Genome Assembly Project: Leland Taylor '12

Useful Links

http://phagesdb.org/ - phage database. Assembled versions of the raw files we have are located here

http://www.cbcb.umd.edu/ - UMD bioinformatics center. Good open source programs. Also includes AMOS

AssemblyMethod: Brujin graphs
- "when reads are so long it is better use an overlap layout method in order to avoid a great number of false positives" http://seqanswers.com/forums/showthread.php?t=5092&highlight=Brujin

De novo or Reference based assembly?

Looking at the raw assembly files, it looks like our reads are ~500nt on average. We do have small ones ~50nt.

The database includes three file types: .fna .qual .sff

Kingsford, C., Schatz, M.C. & Pop, M. Assembly complexity of prokaryotic genomes using short reads. BMC Bioinformatics 11, 21 (2010).

Notes

Use De Brujin graphs to estimate "completeness" of genomes assembled via de novo assembly
- Find Eulerian path(s) in these graphs
- Note the assumptions made in the paper
- PROGRAM: Jellyfish - counts k-mers http://www.cbcb.umd.edu/software/jellyfish/
Lists compression techniques and the order to employ them
Can use this method to compute N50
- N50 = the length of the largest contig (m) such that at least 50% of genome covered by contigs of size >= m.
- A higher N50 score usually correlates to a more "correct" genome
Regardless of correctness of genome, for nearly all read sizes (1000nt > size > 25nt), 85%+ of genes accurately identified (85% is for 25nt reads).

Thoughts

Look for assembler that uses De Brujin graph?
- PROGRAM: EULER-SR - Short read de novo assembly. By Mark J. Chaisson and Pavel A. Pevzner from UCSD (published in Genome Research). Uses a de Bruijn graph approach. http://euler-assembler.ucsd.edu/portal/
This paper showed how to get an upper limit of correctness of genome. Compare several existing de novo assemblers using the methods here as comparison.
Is it possible to get the code used in this project?

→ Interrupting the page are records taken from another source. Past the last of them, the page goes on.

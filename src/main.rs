//! maskcmp: incremental GT comparison CLI.
//!
//! Entry point and error handling boundary. Uses `anyhow` for
//! ergonomic error propagation and user-facing messages.

mod cli;

use maskcmp::backend::CommandBackend;
use maskcmp::cache::{CacheEngine, VersionCheck};
use maskcmp::compare::ComparisonRunner;
use maskcmp::config::{CacheConfig, Config, ConfigError};
use maskcmp::constants;
use maskcmp::env::Env;
use maskcmp::models::{BaseFolderPaths, ComparisonFolder, ComparisonRequest};

use std::path::Path;
use std::process;
use std::sync::Arc;

use anyhow::{Context, Result, bail};
use clap::Parser;
use tracing::warn;
use tracing_subscriber::EnvFilter;
use tracing_subscriber::fmt::MakeWriter;

use cli::args::{CacheAction, Cli, Command, CompareArgs, FileSource};

#[tokio::main]
async fn main() {
    if let Err(err) = run().await {
        eprintln!("Error: {err:#}");
        process::exit(1);
    }
}

async fn run() -> Result<()> {
    let cli = Cli::parse();
    let env = Env::real();

    let cwd = std::env::current_dir().ok();
    let mut config = load_config(cwd.as_deref(), &env, std::io::stderr).context("failed to load configuration")?;
    init_logging(&env, &config.log.filter);

    if let Some(dir) = cli.cache_dir {
        config.cache.dir = Some(dir);
    }

    match cli.command {
        Command::Compare(args) => run_compare(*args, config).await,
        Command::Cache { action } => run_cache(action, &config).await,
        Command::Version => run_version(),
    }
}

/// Load configuration with a temporary subscriber in place.
///
/// The global subscriber depends on `[log] filter`, so it cannot exist yet;
/// warnings raised while loading go to `writer` filtered by `MASKCMP_LOG`.
fn load_config<W>(work_dir: Option<&Path>, env: &Env, writer: W) -> Result<Config, ConfigError>
where
    W: for<'w> MakeWriter<'w> + Send + Sync + 'static,
{
    let subscriber = tracing_subscriber::fmt()
        .with_env_filter(log_filter(env, "warn"))
        .with_writer(writer)
        .with_ansi(false)
        .with_target(false)
        .finish();
    tracing::subscriber::with_default(subscriber, || Config::load(work_dir, env))
}

/// `MASKCMP_LOG` wins over the configured directive. Invalid input means `warn`.
fn log_filter(env: &Env, configured: &str) -> EnvFilter {
    let directive = env
        .var(constants::ENV_LOG)
        .unwrap_or_else(|| configured.to_string());
    EnvFilter::try_new(&directive).unwrap_or_else(|_| EnvFilter::new("warn"))
}

/// Install the stderr log subscriber. `MASKCMP_LOG` wins over `[log] filter`.
fn init_logging(env: &Env, configured: &str) {
    let filter = log_filter(env, configured);
    let _ = tracing_subscriber::fmt()
        .with_env_filter(filter)
        .with_writer(std::io::stderr)
        .with_target(false)
        .try_init();
}

/// Print detailed version and build information.
fn run_version() -> Result<()> {
    use colored::Colorize;

    println!(
        "{} {}",
        constants::APP_NAME.bold(),
        constants::VERSION.green().bold()
    );
    println!("{}     {}", "target:".dimmed(), constants::TARGET);
    Ok(())
}

/// Open the configured cache and run the version check.
///
/// A cache that cannot be opened is not fatal: the run continues uncached.
async fn open_engine(config: &CacheConfig) -> CacheEngine {
    let engine = match CacheEngine::from_config(config).await {
        Ok(engine) => engine,
        Err(e) => {
            warn!(error = %e, "cache unavailable, continuing without it");
            return CacheEngine::disabled();
        }
    };
    match engine.initialize().await {
        Ok(VersionCheck::Invalidated { removed, .. }) if removed > 0 => {
            eprintln!("Cache written by another version; removed {removed} stale entry/entries.");
        }
        Ok(_) => {}
        Err(e) => warn!(error = %e, "cache version check failed"),
    }
    engine
}

/// Read common file names from the command line or a list file.
async fn common_files(source: FileSource) -> Result<Vec<String>> {
    match source {
        FileSource::Inline(files) => Ok(files),
        FileSource::List(path) => {
            let content = tokio::fs::read_to_string(&path)
                .await
                .with_context(|| format!("failed to read {}", path.display()))?;
            Ok(content
                .lines()
                .map(str::trim)
                .filter(|line| !line.is_empty())
                .map(String::from)
                .collect())
        }
    }
}

/// Run an incremental comparison and print the merged results as JSON.
async fn run_compare(args: CompareArgs, mut config: Config) -> Result<()> {
    let source = args.file_source().map_err(|e| anyhow::anyhow!(e))?;
    let files = common_files(source).await?;
    if files.is_empty() {
        bail!("no file names to compare");
    }

    if let Some(command) = args.backend {
        config.backend.command = Some(command);
    }
    let backend = CommandBackend::from_config(&config.backend).context("cannot run comparison")?;

    let engine = if args.no_cache {
        CacheEngine::disabled()
    } else {
        open_engine(&config.cache).await
    };

    let request = ComparisonRequest {
        base: BaseFolderPaths {
            original: args.original,
            gt: args.gt,
            mine: args.mine,
        },
        comparisons: args
            .comparisons
            .into_iter()
            .map(|c| ComparisonFolder::new(c.name, c.path))
            .collect(),
        common_files: files,
    };

    let runner = ComparisonRunner::new(Arc::new(engine), Arc::new(backend));
    let outcome = runner.run(&request).await.context("comparison failed")?;

    let json = serde_json::to_string_pretty(&outcome.results).context("failed to serialize results")?;
    println!("{json}");
    cli::print_summary(&outcome);
    Ok(())
}

/// Manage the comparison cache.
///
/// Works on the configured directory even when caching is switched off.
async fn run_cache(action: CacheAction, config: &Config) -> Result<()> {
    use colored::Colorize;

    let dir = config
        .cache
        .resolved_dir()
        .context("cache directory could not be determined")?;

    if let CacheAction::Path = action {
        println!("{}", dir.display());
        return Ok(());
    }

    let engine = CacheEngine::open(dir.clone())
        .await
        .with_context(|| format!("failed to open cache at {}", dir.display()))?;
    engine.initialize().await.context("cache version check failed")?;

    match action {
        CacheAction::Stats => {
            let stats = engine.stats().await.context("failed to read cache stats")?;
            println!("Cache entries: {}", stats.entries);
            println!("Cache size:    {}", stats.human_size());
            if let Some(meta) = engine.metadata().await {
                println!("Last cleanup:  {}", meta.last_cleanup.format("%Y-%m-%d %H:%M:%S UTC"));
                println!("Written by:    {}", meta.version);
            }
        }
        CacheAction::List => {
            let entries = engine
                .list_all_entries()
                .await
                .context("failed to list cache entries")?;
            if entries.is_empty() {
                println!("No cached comparisons.");
                return Ok(());
            }
            for entry in &entries {
                println!(
                    "  {}  {}  {}",
                    entry.cache_key.bold(),
                    entry.comparison_name.cyan(),
                    entry.comparison_path.display().to_string().dimmed(),
                );
                println!(
                    "         {}  {}   {}  {}   {}  {}",
                    "gt:".cyan(),
                    entry.base_paths.gt.display(),
                    "files:".cyan(),
                    entry.results.len(),
                    "used:".cyan(),
                    entry.last_accessed_at.format("%Y-%m-%d %H:%M"),
                );
            }
        }
        CacheAction::Clear => {
            let removed = engine.clear_all().await.context("failed to clear cache")?;
            println!("Cleared {removed} cached comparison(s).");
        }
        CacheAction::Cleanup { max_age_days } => {
            let days = max_age_days.unwrap_or(config.cache.max_age_days);
            let removed = engine.cleanup(days).await.context("cache cleanup failed")?;
            println!("Removed {removed} comparison(s) unused for {days} day(s).");
        }
        CacheAction::Remove { file_name } => {
            if !engine
                .delete_entry(&file_name)
                .await
                .with_context(|| format!("failed to remove {file_name}"))?
            {
                bail!("no cached comparison named {file_name}");
            }
            println!("Removed {file_name}.");
        }
        CacheAction::Path => {}
    }

    Ok(())
}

Pop, M. Genome assembly reborn: recent computational challenges. Briefings in Bioinformatics 10, 354-366 (2009).

Notes

Thoughts

1st – 2nd Week
- Learn how to manipulate and handle raw read files.
- Familiarize myself with key sources listed above.
- Write module to calculate fold coverage using genome size estimate and total size of all reads.
- Write a prioritized list of features and goals for my program.
3rd – 6th week
- Develop my program in modules according to the prioritized features.
- Compare my program’s genome to previously assembled genomes from this raw data.
- Quantify the accuracy of my genome by testing for the size of a predicted gap or feature in the genome to size of that actual segment of DNA in the blueberry genome.
- Edit the program based on any issues encountered with the full data set.
7th – 10th week (Ending: July 29, 2011)
- Finish wet-lab accuracy tests
- Fine–tune the program based on any issues encountered with the full data set.
- Attempt to assemble the “Meatball” phage genome.